(Saved data entries)
↓↓↓

//! Per-thread orchestrator singleton.
//!
//! Hosts that drive a single render loop install one orchestrator up front
//! and reach it from anywhere on the same thread. Nothing is created lazily
//! except through [`with_or_init`], and [`teardown`] drops everything so a
//! later install starts clean.

use std::cell::RefCell;

use crate::error::OrchestratorError;
use crate::Orchestrator;

thread_local! {
    static ORCHESTRATOR: RefCell<Option<Orchestrator>> = const { RefCell::new(None) };
}

/// Install `orchestrator` for this thread, returning the one it replaced.
pub fn install(orchestrator: Orchestrator) -> Result<Option<Orchestrator>, OrchestratorError> {
    ORCHESTRATOR.with(|cell| {
        let mut slot = cell.try_borrow_mut().map_err(|_| {
            log::warn!("install called while the orchestrator is borrowed");
            OrchestratorError::Reentrant
        })?;
        Ok(slot.replace(orchestrator))
    })
}

pub fn is_installed() -> bool {
    ORCHESTRATOR.with(|cell| cell.try_borrow().map(|slot| slot.is_some()).unwrap_or(true))
}

/// Run `f` against the installed orchestrator. Returns `None` when nothing
/// is installed or when called from inside another `with`.
pub fn with<R>(f: impl FnOnce(&mut Orchestrator) -> R) -> Option<R> {
    ORCHESTRATOR.with(|cell| {
        let Ok(mut slot) = cell.try_borrow_mut() else {
            log::warn!("orchestrator accessed re-entrantly; ignoring");
            return None;
        };
        slot.as_mut().map(f)
    })
}

/// Like [`with`], installing `init()` first if nothing is installed.
pub fn with_or_init<R>(
    init: impl FnOnce() -> Orchestrator,
    f: impl FnOnce(&mut Orchestrator) -> R,
) -> Result<R, OrchestratorError> {
    ORCHESTRATOR.with(|cell| {
        let mut slot = cell.try_borrow_mut().map_err(|_| {
            log::warn!("orchestrator accessed re-entrantly; ignoring");
            OrchestratorError::Reentrant
        })?;
        let orchestrator = slot.get_or_insert_with(init);
        Ok(f(orchestrator))
    })
}

/// Remove and drop the installed orchestrator. Returns whether one was
/// installed.
pub fn teardown() -> bool {
    let taken = ORCHESTRATOR.with(|cell| match cell.try_borrow_mut() {
        Ok(mut slot) => slot.take(),
        Err(_) => {
            log::warn!("teardown called while the orchestrator is borrowed");
            None
        }
    });
    // Dropping releases native references, which may call back into the
    // engine; keep that outside the borrow.
    match taken {
        Some(orchestrator) => {
            drop(orchestrator);
            log::debug!("orchestrator torn down");
            true
        }
        None => false,
    }
}
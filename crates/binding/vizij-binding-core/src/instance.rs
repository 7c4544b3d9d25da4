use hashbrown::{HashMap, HashSet};
use serde::{Deserialize, Serialize};

use vizij_native::{NativeHandle, NativeRef};

use crate::ids::{InstanceId, PropertyId};

/// Whether anything is subscribed on an instance or below it.
#[derive(Copy, Clone, Debug, PartialEq, Eq, Hash, Serialize, Deserialize)]
pub enum Interest {
    Quiet,
    Interested,
}

#[derive(Debug)]
pub(crate) struct InstanceNode {
    pub native: Option<NativeRef>,
    pub handle: NativeHandle,
    pub view_model: String,
    /// Adopted, created or retained by the host. Host-owned instances survive
    /// losing their last parent.
    pub host_owned: bool,
    /// Nested view-model slots resolved so far, by slot name.
    pub children: HashMap<String, InstanceId>,
    /// Property wrappers resolved so far, by property name.
    pub properties: HashMap<String, PropertyId>,
    /// One entry per parent relationship (slot or list membership).
    pub parents: Vec<InstanceId>,
    /// Handles of owned properties that currently have subscribers.
    pub subscribed: HashSet<NativeHandle>,
    /// Number of children currently [`Interest::Interested`].
    pub interested_children: u32,
}

impl InstanceNode {
    pub fn new(native: NativeRef, view_model: String) -> Self {
        Self {
            handle: native.handle(),
            native: Some(native),
            view_model,
            host_owned: false,
            children: HashMap::new(),
            properties: HashMap::new(),
            parents: Vec::new(),
            subscribed: HashSet::new(),
            interested_children: 0,
        }
    }

    #[inline]
    pub fn is_interested(&self) -> bool {
        !self.subscribed.is_empty() || self.interested_children > 0
    }

    pub fn interest(&self) -> Interest {
        if self.is_interested() {
            Interest::Interested
        } else {
            Interest::Quiet
        }
    }
}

↑↑↑

**EXERCISE:**
Across the entries above, find the lines with the string "that" and copy them.

**SOLUTION TO THIS PROBLEM:**
//! Hosts that drive a single render loop install one orchestrator up front
    // engine; keep that outside the borrow.
    /// Handles of owned properties that currently have subscribers.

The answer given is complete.